- _PROBLEM STATEMENT_
Reproduce the records precisely. Every line should be included.

- _DATA UNDER STUDY_
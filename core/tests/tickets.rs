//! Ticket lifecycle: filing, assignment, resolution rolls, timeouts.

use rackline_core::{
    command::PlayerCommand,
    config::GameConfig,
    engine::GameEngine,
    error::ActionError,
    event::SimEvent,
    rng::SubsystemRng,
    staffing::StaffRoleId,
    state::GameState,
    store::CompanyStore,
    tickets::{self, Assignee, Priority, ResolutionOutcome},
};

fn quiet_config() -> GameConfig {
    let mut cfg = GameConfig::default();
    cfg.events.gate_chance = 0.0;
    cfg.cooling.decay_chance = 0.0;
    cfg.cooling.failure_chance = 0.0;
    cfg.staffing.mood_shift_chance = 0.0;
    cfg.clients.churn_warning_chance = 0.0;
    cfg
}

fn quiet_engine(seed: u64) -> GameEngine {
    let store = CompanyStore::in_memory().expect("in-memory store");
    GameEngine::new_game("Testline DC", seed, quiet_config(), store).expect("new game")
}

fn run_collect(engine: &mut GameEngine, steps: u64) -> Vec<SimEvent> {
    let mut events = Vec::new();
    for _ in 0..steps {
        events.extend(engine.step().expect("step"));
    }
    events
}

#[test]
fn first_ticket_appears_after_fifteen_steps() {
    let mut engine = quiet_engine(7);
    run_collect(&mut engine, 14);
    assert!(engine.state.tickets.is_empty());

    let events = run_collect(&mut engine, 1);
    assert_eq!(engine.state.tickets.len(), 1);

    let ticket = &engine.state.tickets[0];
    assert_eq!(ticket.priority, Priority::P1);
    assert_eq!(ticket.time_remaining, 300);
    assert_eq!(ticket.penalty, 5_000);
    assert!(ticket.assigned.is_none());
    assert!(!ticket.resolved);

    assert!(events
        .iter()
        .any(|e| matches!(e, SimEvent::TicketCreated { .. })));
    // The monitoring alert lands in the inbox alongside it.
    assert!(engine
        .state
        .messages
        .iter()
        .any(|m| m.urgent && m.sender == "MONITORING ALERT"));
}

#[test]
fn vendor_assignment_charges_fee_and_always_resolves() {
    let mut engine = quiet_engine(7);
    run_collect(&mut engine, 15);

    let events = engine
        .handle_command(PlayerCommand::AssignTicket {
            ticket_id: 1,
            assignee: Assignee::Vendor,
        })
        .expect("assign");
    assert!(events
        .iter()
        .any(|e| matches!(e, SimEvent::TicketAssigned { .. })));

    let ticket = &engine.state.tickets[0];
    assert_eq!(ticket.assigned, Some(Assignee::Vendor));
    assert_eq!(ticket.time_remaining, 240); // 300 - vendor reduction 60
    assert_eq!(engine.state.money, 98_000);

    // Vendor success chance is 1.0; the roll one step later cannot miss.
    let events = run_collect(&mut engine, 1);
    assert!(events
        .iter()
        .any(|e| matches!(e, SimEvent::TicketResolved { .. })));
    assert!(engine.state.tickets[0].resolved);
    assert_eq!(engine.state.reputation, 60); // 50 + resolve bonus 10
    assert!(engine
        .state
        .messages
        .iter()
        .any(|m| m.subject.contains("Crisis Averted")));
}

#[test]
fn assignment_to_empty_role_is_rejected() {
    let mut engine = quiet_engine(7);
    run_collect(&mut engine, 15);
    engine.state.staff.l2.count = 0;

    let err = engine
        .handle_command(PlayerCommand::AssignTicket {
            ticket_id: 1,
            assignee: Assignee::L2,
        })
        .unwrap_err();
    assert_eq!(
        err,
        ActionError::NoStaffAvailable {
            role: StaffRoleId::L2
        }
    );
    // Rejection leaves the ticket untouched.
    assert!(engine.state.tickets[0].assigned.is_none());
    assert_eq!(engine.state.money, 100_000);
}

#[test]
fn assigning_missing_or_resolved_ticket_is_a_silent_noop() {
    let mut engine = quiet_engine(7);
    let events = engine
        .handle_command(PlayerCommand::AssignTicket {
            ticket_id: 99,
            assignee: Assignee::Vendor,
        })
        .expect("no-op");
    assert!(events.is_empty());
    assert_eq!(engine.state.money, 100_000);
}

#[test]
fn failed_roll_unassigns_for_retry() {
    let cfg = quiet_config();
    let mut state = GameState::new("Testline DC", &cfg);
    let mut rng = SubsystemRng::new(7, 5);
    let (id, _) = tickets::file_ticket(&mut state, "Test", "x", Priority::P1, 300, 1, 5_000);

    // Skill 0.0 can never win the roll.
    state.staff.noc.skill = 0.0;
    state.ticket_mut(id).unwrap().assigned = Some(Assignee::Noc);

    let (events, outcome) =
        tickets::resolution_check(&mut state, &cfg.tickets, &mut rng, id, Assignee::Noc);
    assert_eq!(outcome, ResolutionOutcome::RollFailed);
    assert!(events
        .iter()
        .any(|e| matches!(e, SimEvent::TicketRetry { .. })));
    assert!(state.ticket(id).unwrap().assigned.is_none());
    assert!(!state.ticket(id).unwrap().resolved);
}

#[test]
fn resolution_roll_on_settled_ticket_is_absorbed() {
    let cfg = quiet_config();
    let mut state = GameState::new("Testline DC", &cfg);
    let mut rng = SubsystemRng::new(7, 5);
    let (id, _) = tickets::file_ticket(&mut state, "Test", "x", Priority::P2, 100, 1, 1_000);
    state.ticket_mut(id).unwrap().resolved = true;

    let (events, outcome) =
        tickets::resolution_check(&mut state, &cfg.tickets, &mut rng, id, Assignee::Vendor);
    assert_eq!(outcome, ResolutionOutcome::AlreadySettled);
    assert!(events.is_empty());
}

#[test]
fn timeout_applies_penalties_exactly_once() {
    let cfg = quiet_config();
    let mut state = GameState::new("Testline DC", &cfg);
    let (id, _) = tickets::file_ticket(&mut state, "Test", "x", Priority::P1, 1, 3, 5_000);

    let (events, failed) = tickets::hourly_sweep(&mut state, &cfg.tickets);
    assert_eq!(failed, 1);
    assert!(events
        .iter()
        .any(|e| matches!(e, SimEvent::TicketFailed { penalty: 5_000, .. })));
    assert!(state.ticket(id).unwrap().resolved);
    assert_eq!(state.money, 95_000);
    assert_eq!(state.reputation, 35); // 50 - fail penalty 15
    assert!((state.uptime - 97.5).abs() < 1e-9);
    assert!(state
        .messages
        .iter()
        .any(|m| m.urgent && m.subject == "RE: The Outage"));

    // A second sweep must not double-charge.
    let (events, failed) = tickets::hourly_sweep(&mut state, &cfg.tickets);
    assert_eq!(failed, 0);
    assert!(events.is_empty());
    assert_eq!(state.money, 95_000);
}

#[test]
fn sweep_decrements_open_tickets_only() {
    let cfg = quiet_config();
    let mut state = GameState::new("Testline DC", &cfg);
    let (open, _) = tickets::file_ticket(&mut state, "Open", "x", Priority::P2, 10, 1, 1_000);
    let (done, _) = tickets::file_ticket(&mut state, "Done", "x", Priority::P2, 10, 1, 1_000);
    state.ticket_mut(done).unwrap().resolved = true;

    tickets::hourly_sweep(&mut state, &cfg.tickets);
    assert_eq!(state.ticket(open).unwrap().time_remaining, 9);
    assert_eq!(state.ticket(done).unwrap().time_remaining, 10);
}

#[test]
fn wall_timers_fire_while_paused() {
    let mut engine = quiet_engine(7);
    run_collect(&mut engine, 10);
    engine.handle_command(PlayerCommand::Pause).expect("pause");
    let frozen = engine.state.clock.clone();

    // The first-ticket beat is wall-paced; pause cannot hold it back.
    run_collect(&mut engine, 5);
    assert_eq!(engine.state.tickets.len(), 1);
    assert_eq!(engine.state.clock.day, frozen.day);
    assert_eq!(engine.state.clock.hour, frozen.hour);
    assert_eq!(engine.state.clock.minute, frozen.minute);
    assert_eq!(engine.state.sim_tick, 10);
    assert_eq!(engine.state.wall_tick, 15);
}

- _THE COMPLETED TASK_
filename core/tests/tickets.rs
//! Ticket lifecycle: filing, assignment, resolution rolls, timeouts.

use rackline_core::{
    command::PlayerCommand,
    config::GameConfig,
    engine::GameEngine,
    error::ActionError,
    event::SimEvent,
    rng::SubsystemRng,
    staffing::StaffRoleId,
    state::GameState,
    store::CompanyStore,
    tickets::{self, Assignee, Priority, ResolutionOutcome},
};

fn quiet_config() -> GameConfig {
    let mut cfg = GameConfig::default();
    cfg.events.gate_chance = 0.0;
    cfg.cooling.decay_chance = 0.0;
    cfg.cooling.failure_chance = 0.0;
    cfg.staffing.mood_shift_chance = 0.0;
    cfg.clients.churn_warning_chance = 0.0;
    cfg
}

fn quiet_engine(seed: u64) -> GameEngine {
    let store = CompanyStore::in_memory().expect("in-memory store");
    GameEngine::new_game("Testline DC", seed, quiet_config(), store).expect("new game")
}

fn run_collect(engine: &mut GameEngine, steps: u64) -> Vec<SimEvent> {
    let mut events = Vec::new();
    for _ in 0..steps {
        events.extend(engine.step().expect("step"));
    }
    events
}

#[test]
fn first_ticket_appears_after_fifteen_steps() {
    let mut engine = quiet_engine(7);
    run_collect(&mut engine, 14);
    assert!(engine.state.tickets.is_empty());

    let events = run_collect(&mut engine, 1);
    assert_eq!(engine.state.tickets.len(), 1);

    let ticket = &engine.state.tickets[0];
    assert_eq!(ticket.priority, Priority::P1);
    assert_eq!(ticket.time_remaining, 300);
    assert_eq!(ticket.penalty, 5_000);
    assert!(ticket.assigned.is_none());
    assert!(!ticket.resolved);

    assert!(events
        .iter()
        .any(|e| matches!(e, SimEvent::TicketCreated { .. })));
    // The monitoring alert lands in the inbox alongside it.
    assert!(engine
        .state
        .messages
        .iter()
        .any(|m| m.urgent && m.sender == "MONITORING ALERT"));
}

#[test]
fn vendor_assignment_charges_fee_and_always_resolves() {
    let mut engine = quiet_engine(7);
    run_collect(&mut engine, 15);

    let events = engine
        .handle_command(PlayerCommand::AssignTicket {
            ticket_id: 1,
            assignee: Assignee::Vendor,
        })
        .expect("assign");
    assert!(events
        .iter()
        .any(|e| matches!(e, SimEvent::TicketAssigned { .. })));

    let ticket = &engine.state.tickets[0];
    assert_eq!(ticket.assigned, Some(Assignee::Vendor));
    assert_eq!(ticket.time_remaining, 240); // 300 - vendor reduction 60
    assert_eq!(engine.state.money, 98_000);

    // Vendor success chance is 1.0; the roll one step later cannot miss.
    let events = run_collect(&mut engine, 1);
    assert!(events
        .iter()
        .any(|e| matches!(e, SimEvent::TicketResolved { .. })));
    assert!(engine.state.tickets[0].resolved);
    assert_eq!(engine.state.reputation, 60); // 50 + resolve bonus 10
    assert!(engine
        .state
        .messages
        .iter()
        .any(|m| m.subject.contains("Crisis Averted")));
}

#[test]
fn assignment_to_empty_role_is_rejected() {
    let mut engine = quiet_engine(7);
    run_collect(&mut engine, 15);
    engine.state.staff.l2.count = 0;

    let err = engine
        .handle_command(PlayerCommand::AssignTicket {
            ticket_id: 1,
            assignee: Assignee::L2,
        })
        .unwrap_err();
    assert_eq!(
        err,
        ActionError::NoStaffAvailable {
            role: StaffRoleId::L2
        }
    );
    // Rejection leaves the ticket untouched.
    assert!(engine.state.tickets[0].assigned.is_none());
    assert_eq!(engine.state.money, 100_000);
}

#[test]
fn assigning_missing_or_resolved_ticket_is_a_silent_noop() {
    let mut engine = quiet_engine(7);
    let events = engine
        .handle_command(PlayerCommand::AssignTicket {
            ticket_id: 99,
            assignee: Assignee::Vendor,
        })
        .expect("no-op");
    assert!(events.is_empty());
    assert_eq!(engine.state.money, 100_000);
}

#[test]
fn failed_roll_unassigns_for_retry() {
    let cfg = quiet_config();
    let mut state = GameState::new("Testline DC", &cfg);
    let mut rng = SubsystemRng::new(7, 5);
    let (id, _) = tickets::file_ticket(&mut state, "Test", "x", Priority::P1, 300, 1, 5_000);

    // Skill 0.0 can never win the roll.
    state.staff.noc.skill = 0.0;
    state.ticket_mut(id).unwrap().assigned = Some(Assignee::Noc);

    let (events, outcome) =
        tickets::resolution_check(&mut state, &cfg.tickets, &mut rng, id, Assignee::Noc);
    assert_eq!(outcome, ResolutionOutcome::RollFailed);
    assert!(events
        .iter()
        .any(|e| matches!(e, SimEvent::TicketRetry { .. })));
    assert!(state.ticket(id).unwrap().assigned.is_none());
    assert!(!state.ticket(id).unwrap().resolved);
}

#[test]
fn resolution_roll_on_settled_ticket_is_absorbed() {
    let cfg = quiet_config();
    let mut state = GameState::new("Testline DC", &cfg);
    let mut rng = SubsystemRng::new(7, 5);
    let (id, _) = tickets::file_ticket(&mut state, "Test", "x", Priority::P2, 100, 1, 1_000);
    state.ticket_mut(id).unwrap().resolved = true;

    let (events, outcome) =
        tickets::resolution_check(&mut state, &cfg.tickets, &mut rng, id, Assignee::Vendor);
    assert_eq!(outcome, ResolutionOutcome::AlreadySettled);
    assert!(events.is_empty());
}

#[test]
fn timeout_applies_penalties_exactly_once() {
    let cfg = quiet_config();
    let mut state = GameState::new("Testline DC", &cfg);
    let (id, _) = tickets::file_ticket(&mut state, "Test", "x", Priority::P1, 1, 3, 5_000);

    let (events, failed) = tickets::hourly_sweep(&mut state, &cfg.tickets);
    assert_eq!(failed, 1);
    assert!(events
        .iter()
        .any(|e| matches!(e, SimEvent::TicketFailed { penalty: 5_000, .. })));
    assert!(state.ticket(id).unwrap().resolved);
    assert_eq!(state.money, 95_000);
    assert_eq!(state.reputation, 35); // 50 - fail penalty 15
    assert!((state.uptime - 97.5).abs() < 1e-9);
    assert!(state
        .messages
        .iter()
        .any(|m| m.urgent && m.subject == "RE: The Outage"));

    // A second sweep must not double-charge.
    let (events, failed) = tickets::hourly_sweep(&mut state, &cfg.tickets);
    assert_eq!(failed, 0);
    assert!(events.is_empty());
    assert_eq!(state.money, 95_000);
}

#[test]
fn sweep_decrements_open_tickets_only() {
    let cfg = quiet_config();
    let mut state = GameState::new("Testline DC", &cfg);
    let (open, _) = tickets::file_ticket(&mut state, "Open", "x", Priority::P2, 10, 1, 1_000);
    let (done, _) = tickets::file_ticket(&mut state, "Done", "x", Priority::P2, 10, 1, 1_000);
    state.ticket_mut(done).unwrap().resolved = true;

    tickets::hourly_sweep(&mut state, &cfg.tickets);
    assert_eq!(state.ticket(open).unwrap().time_remaining, 9);
    assert_eq!(state.ticket(done).unwrap().time_remaining, 10);
}

#[test]
fn wall_timers_fire_while_paused() {
    let mut engine = quiet_engine(7);
    run_collect(&mut engine, 10);
    engine.handle_command(PlayerCommand::Pause).expect("pause");
    let frozen = engine.state.clock.clone();

    // The first-ticket beat is wall-paced; pause cannot hold it back.
    run_collect(&mut engine, 5);
    assert_eq!(engine.state.tickets.len(), 1);
    assert_eq!(engine.state.clock.day, frozen.day);
    assert_eq!(engine.state.clock.hour, frozen.hour);
    assert_eq!(engine.state.clock.minute, frozen.minute);
    assert_eq!(engine.state.sim_tick, 10);
    assert_eq!(engine.state.wall_tick, 15);
}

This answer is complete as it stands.